**WHAT YOU ARE ASKED TO DO:** Please quote exactly the lines below from the line containing "Usage::new(GENERIC_DESKTOP, id)" to the line containing "pub const RZ: Usage = gd(0x35);", both lines included, and nothing else.

**EXERCISE INPUTS:**
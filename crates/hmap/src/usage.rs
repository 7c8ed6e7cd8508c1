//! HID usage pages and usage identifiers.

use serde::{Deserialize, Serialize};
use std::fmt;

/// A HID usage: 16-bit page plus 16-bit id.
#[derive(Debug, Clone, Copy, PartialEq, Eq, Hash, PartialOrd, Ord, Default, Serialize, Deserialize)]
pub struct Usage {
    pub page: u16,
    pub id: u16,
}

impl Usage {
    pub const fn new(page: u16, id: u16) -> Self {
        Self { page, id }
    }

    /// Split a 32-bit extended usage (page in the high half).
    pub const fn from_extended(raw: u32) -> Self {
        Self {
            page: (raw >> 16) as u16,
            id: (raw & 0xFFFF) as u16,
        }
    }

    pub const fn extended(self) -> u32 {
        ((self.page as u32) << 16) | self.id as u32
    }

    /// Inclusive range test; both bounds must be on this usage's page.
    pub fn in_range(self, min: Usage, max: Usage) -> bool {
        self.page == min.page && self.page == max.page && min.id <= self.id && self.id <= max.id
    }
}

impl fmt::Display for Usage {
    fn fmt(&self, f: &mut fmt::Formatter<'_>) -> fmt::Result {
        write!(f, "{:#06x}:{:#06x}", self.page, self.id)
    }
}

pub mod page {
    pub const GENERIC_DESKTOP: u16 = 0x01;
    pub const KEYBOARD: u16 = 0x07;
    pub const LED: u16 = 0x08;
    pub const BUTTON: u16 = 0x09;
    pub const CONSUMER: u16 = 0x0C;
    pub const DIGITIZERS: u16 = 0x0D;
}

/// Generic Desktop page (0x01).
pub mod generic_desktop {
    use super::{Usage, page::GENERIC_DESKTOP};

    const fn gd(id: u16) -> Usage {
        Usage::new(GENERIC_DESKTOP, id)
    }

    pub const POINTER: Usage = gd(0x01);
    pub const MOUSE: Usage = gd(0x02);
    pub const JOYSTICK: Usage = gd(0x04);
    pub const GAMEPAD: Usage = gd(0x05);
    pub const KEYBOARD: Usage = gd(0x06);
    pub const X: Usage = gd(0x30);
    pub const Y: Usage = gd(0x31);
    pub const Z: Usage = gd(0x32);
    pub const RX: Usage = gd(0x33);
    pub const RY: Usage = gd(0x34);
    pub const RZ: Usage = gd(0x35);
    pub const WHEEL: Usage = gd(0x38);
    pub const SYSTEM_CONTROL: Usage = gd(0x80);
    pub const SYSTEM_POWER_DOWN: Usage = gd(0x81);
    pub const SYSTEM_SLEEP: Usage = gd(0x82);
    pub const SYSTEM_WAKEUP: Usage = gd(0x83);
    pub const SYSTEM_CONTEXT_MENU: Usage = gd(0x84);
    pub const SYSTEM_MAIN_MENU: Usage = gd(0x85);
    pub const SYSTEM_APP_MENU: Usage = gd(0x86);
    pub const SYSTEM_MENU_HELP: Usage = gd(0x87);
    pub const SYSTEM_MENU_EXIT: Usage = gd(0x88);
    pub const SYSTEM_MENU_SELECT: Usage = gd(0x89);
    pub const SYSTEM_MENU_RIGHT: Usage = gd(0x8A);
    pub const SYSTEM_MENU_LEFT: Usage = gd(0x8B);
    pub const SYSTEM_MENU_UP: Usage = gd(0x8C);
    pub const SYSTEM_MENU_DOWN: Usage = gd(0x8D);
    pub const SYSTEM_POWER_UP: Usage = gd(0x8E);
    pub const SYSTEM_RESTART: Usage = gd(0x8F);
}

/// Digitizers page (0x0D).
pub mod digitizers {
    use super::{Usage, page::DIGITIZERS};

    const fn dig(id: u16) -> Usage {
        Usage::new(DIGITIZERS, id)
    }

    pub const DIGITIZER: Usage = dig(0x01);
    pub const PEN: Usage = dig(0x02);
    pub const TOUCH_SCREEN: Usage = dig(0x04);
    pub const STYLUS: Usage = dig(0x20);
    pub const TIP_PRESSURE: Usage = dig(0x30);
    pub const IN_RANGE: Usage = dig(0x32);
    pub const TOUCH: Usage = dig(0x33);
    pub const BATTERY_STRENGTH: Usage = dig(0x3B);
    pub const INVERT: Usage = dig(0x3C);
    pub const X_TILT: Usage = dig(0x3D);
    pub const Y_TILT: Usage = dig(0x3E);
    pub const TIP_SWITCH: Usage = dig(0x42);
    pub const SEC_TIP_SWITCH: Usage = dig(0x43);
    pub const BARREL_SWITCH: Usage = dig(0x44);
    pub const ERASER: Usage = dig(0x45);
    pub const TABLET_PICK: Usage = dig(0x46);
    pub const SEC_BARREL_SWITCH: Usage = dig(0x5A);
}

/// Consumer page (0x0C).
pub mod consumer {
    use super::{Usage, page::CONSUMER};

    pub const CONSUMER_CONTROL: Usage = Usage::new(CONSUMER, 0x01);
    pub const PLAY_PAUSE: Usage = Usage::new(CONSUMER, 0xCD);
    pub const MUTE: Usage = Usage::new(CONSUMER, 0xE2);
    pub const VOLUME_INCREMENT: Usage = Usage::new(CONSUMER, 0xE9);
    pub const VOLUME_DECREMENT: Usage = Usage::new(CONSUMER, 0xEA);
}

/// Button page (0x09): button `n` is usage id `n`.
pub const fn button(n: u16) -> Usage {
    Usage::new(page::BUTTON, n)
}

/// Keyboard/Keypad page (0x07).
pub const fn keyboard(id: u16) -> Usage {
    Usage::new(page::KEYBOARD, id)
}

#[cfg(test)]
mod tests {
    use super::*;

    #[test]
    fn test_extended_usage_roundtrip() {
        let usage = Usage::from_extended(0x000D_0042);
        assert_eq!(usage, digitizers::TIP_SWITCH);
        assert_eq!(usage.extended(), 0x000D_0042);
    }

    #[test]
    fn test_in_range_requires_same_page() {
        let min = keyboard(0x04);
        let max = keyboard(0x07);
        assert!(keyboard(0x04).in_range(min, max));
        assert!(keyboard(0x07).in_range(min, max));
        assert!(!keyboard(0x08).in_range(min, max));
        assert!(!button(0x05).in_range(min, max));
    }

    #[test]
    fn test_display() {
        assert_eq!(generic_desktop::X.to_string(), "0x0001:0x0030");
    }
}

**ANSWER BOX:**
        Usage::new(GENERIC_DESKTOP, id)
    }

    pub const POINTER: Usage = gd(0x01);
    pub const MOUSE: Usage = gd(0x02);
    pub const JOYSTICK: Usage = gd(0x04);
    pub const GAMEPAD: Usage = gd(0x05);
    pub const KEYBOARD: Usage = gd(0x06);
    pub const X: Usage = gd(0x30);
    pub const Y: Usage = gd(0x31);
    pub const Z: Usage = gd(0x32);
    pub const RX: Usage = gd(0x33);
    pub const RY: Usage = gd(0x34);
    pub const RZ: Usage = gd(0x35);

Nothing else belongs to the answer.